‘Save the Land Whales—Go Vegan!’ Is PETA’s Appeal Near Aquarium
For Immediate Release:
September 8, 2023
Contact:
Sara Groves 202-483-7382
Whale aficionados and everyone passing by the Georgia Aquarium this weekend and next week will likely catch sight of PETA’s new sky-high appeal in the heart of downtown asking why anyone would accept the separation of cows from their calves on dairy factory farms but be rightly outraged when the same thing is done to whales and their calves. The two mammals are the same in all the ways that matter: Both nurse their young, bond tightly with their calves, interact in socially complex ways, and mourn when they’re separated from those they love.

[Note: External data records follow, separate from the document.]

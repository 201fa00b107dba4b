//! WagWalk relay server -- minimal push/video backend for the mobile app.
//!
//! An axum JSON server that records device push tokens by role, fans
//! notifications out through the push provider, and proxies room and
//! meeting-token creation to the video provider.
//!
//! # Usage
//!
//! ```bash
//! # Run on default address 0.0.0.0:3000
//! DAILY_API_KEY=... cargo run
//!
//! # Run on a custom port
//! DAILY_API_KEY=... cargo run -- --port 8080
//!
//! # Or fully via config file
//! cargo run -- --config relay.toml
//! ```

use std::sync::Arc;

use clap::Parser;
use wagwalk_relay::config::{RelayCliArgs, RelayConfig};
use wagwalk_relay::push::{FcmGateway, PushCredentials};
use wagwalk_relay::registry::MemoryTokenStore;
use wagwalk_relay::server::{self, AppState};
use wagwalk_relay::video::DailyClient;

#[tokio::main]
async fn main() {
    let cli = RelayCliArgs::parse();

    // Load config from CLI args + config file + env vars + defaults.
    let config = match RelayConfig::load(&cli) {
        Ok(c) => c,
        Err(e) => {
            eprintln!("Error loading configuration: {e}");
            std::process::exit(1);
        }
    };

    // Initialize tracing with the resolved log level.
    let env_filter = tracing_subscriber::EnvFilter::try_from_default_env()
        .unwrap_or_else(|_| tracing_subscriber::EnvFilter::new(&config.log_level));
    tracing_subscriber::fmt().with_env_filter(env_filter).init();

    // Push credentials are read once at startup, never reloaded.
    let credentials = match PushCredentials::load(&config.push_credentials) {
        Ok(c) => c,
        Err(e) => {
            tracing::error!(error = %e, "failed to load push credentials");
            std::process::exit(1);
        }
    };

    let state = match build_state(&config, &credentials) {
        Ok(s) => s,
        Err(e) => {
            tracing::error!(error = %e, "failed to construct provider clients");
            std::process::exit(1);
        }
    };

    tracing::info!(addr = %config.bind_addr(), "starting wagwalk relay server");

    match server::start_server(&config.bind_addr(), state, config.max_body_size).await {
        Ok((bound_addr, handle)) => {
            tracing::info!(addr = %bound_addr, "relay server listening");
            if let Err(e) = handle.await {
                tracing::error!(error = %e, "relay server task failed");
            }
        }
        Err(e) => {
            tracing::error!(error = %e, "failed to start relay server");
            std::process::exit(1);
        }
    }
}

/// Wires the token store and the two provider clients into shared state.
fn build_state(
    config: &RelayConfig,
    credentials: &PushCredentials,
) -> Result<Arc<AppState>, Box<dyn std::error::Error + Send + Sync>> {
    let push = FcmGateway::new(config.push_endpoint.clone(), credentials)?;
    let video = DailyClient::new(config.video_api_url.clone(), config.video_api_key.clone())?;

    Ok(Arc::new(AppState {
        tokens: Arc::new(MemoryTokenStore::new()),
        push: Arc::new(push),
        video: Arc::new(video),
    }))
}
/// Creates a private video room under the sanitized name.
///
/// When the provider reports the name as already taken, the call
/// collapses into a fetch of the existing room. Clients must use the
/// returned `sanitizedRoomName` for subsequent token requests.
async fn create_room(
    State(state): State<Arc<AppState>>,
    payload: Result<Json<CreateRoomRequest>, JsonRejection>,
) -> Result<Json<Value>, ApiError> {
    let request = extract(payload)?;
    let raw = request.room_name.unwrap_or_default();
    if raw.is_empty() {
        return Err(ApiError::Validation("Room name is required".to_string()));
    }

    let name = sanitize::room_name(&raw);
    tracing::info!(room = %name, "creating video room");

    let room = match state.video.create_room(&name).await {
        Ok(room) => room,
        Err(err) if err.is_already_exists() => {
            tracing::info!(room = %name, "room already exists, fetching existing");
            state.video.get_room(&name).await?
        }
        Err(err) => return Err(err.into()),
    };

    Ok(Json(json!({
        "success": true,
        "room": room,
        "sanitizedRoomName": name,
    })))
}

/// Issues a meeting token for a participant in a room.
///
/// The room name is sanitized with the same rule as room creation, so a
/// raw name passed to both endpoints resolves to the same room.
async fn create_token(
    State(state): State<Arc<AppState>>,
    payload: Result<Json<CreateTokenRequest>, JsonRejection>,
) -> Result<Json<Value>, ApiError> {
    let request = extract(payload)?;
    let raw = request.room_name.unwrap_or_default();
    if raw.is_empty() {
        return Err(ApiError::Validation("Room name is required".to_string()));
    }

    let is_owner = request.is_owner.unwrap_or(false);
    let token_request = MeetingTokenRequest {
        room_name: sanitize::room_name(&raw),
        user_name: sanitize::display_name(request.user_name.as_deref(), is_owner),
        is_owner,
    };
    tracing::info!(
        room = %token_request.room_name,
        user = %token_request.user_name,
        "creating meeting token"
    );

    let token = state.video.create_meeting_token(&token_request).await?;
    Ok(Json(json!({ "success": true, "token": token })))
}

/// Health check endpoint for cloud platforms.
async fn health() -> Json<Value> {
    Json(json!({
        "status": "ok",
        "timestamp": chrono::Utc::now().to_rfc3339(),
    }))
}

// ---------------------------------------------------------------------------
// Server startup
// ---------------------------------------------------------------------------

/// Builds the relay router with all endpoints wired to the shared state.
pub fn router(state: Arc<AppState>, max_body_size: usize) -> axum::Router {
    axum::Router::new()
        .route("/health", get(health))
        .route("/register-walker", post(register_walker))
        .route("/register-owner", post(register_owner))
        .route("/notify-walkers", post(notify_walkers))
        .route("/notify-owners", post(notify_owners))
        .route("/tokens", get(list_tokens))
        .route("/create-daily-room", post(create_room))
        .route("/create-daily-token", post(create_token))
        .layer(DefaultBodyLimit::max(max_body_size))
        .with_state(state)
}

/// Starts the relay server on the given address and returns the bound
/// address and a join handle.
///
/// This is the primary entry point used by both `main.rs` and test code.
///
/// # Errors
///
/// Returns an error if the TCP listener cannot bind to the given address.
pub async fn start_server(
    addr: &str,
    state: Arc<AppState>,
    max_body_size: usize,
) -> Result<
    (std::net::SocketAddr, tokio::task::JoinHandle<()>),
    Box<dyn std::error::Error + Send + Sync>,
> {
    let app = router(state, max_body_size);

    let listener = tokio::net::TcpListener::bind(addr).await?;
    let bound_addr = listener.local_addr()?;

    let handle = tokio::spawn(async move {
        if let Err(e) = axum::serve(listener, app).await {
            tracing::error!(error = %e, "relay server error");
        }
    });

    Ok((bound_addr, handle))
}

“Land whales” need saving because instead of being allowed to explore, play, and be with their families, calves in the dairy industry are torn away from their mothers within a day of birth, leaving the mothers to grieve piteously, so that the milk meant to nourish them can be stolen and sold in supermarkets. It’s also standard industry practice to forcibly inseminate cows—workers insert an arm into the animals’ rectum and a metal rod to deliver semen into their vagina—and although people rarely think about it, there’s no retirement home for cows: After only a few years, their bodies wear out and they’re sent to slaughter.
“A cow produces milk for her calf, just as a whale does for her calf and a human does for her baby—and that’s who’s supposed to drink it,” says PETA President Ingrid Newkirk. “PETA reminds everyone how devastated cows are when their calves are forcibly taken from them and how easy it is to choose plant milks.”
Not only is the dairy industry cruel, it’s also a major contributor to the climate catastrophe. In the U.S., emissions from cows are the primary source of the greenhouse gas methane, which is 80 times more potent than carbon dioxide in warming the atmosphere.
The billboard is located at the intersection of Luckie Street and Ivan Allen Jr. Boulevard, across from the aquarium’s parking garage and near a number of eateries. It is also running in Atlantic City, New Jersey; Baltimore; Boston; New Bedford, Massachusetts; and Myrtle Beach, South Carolina.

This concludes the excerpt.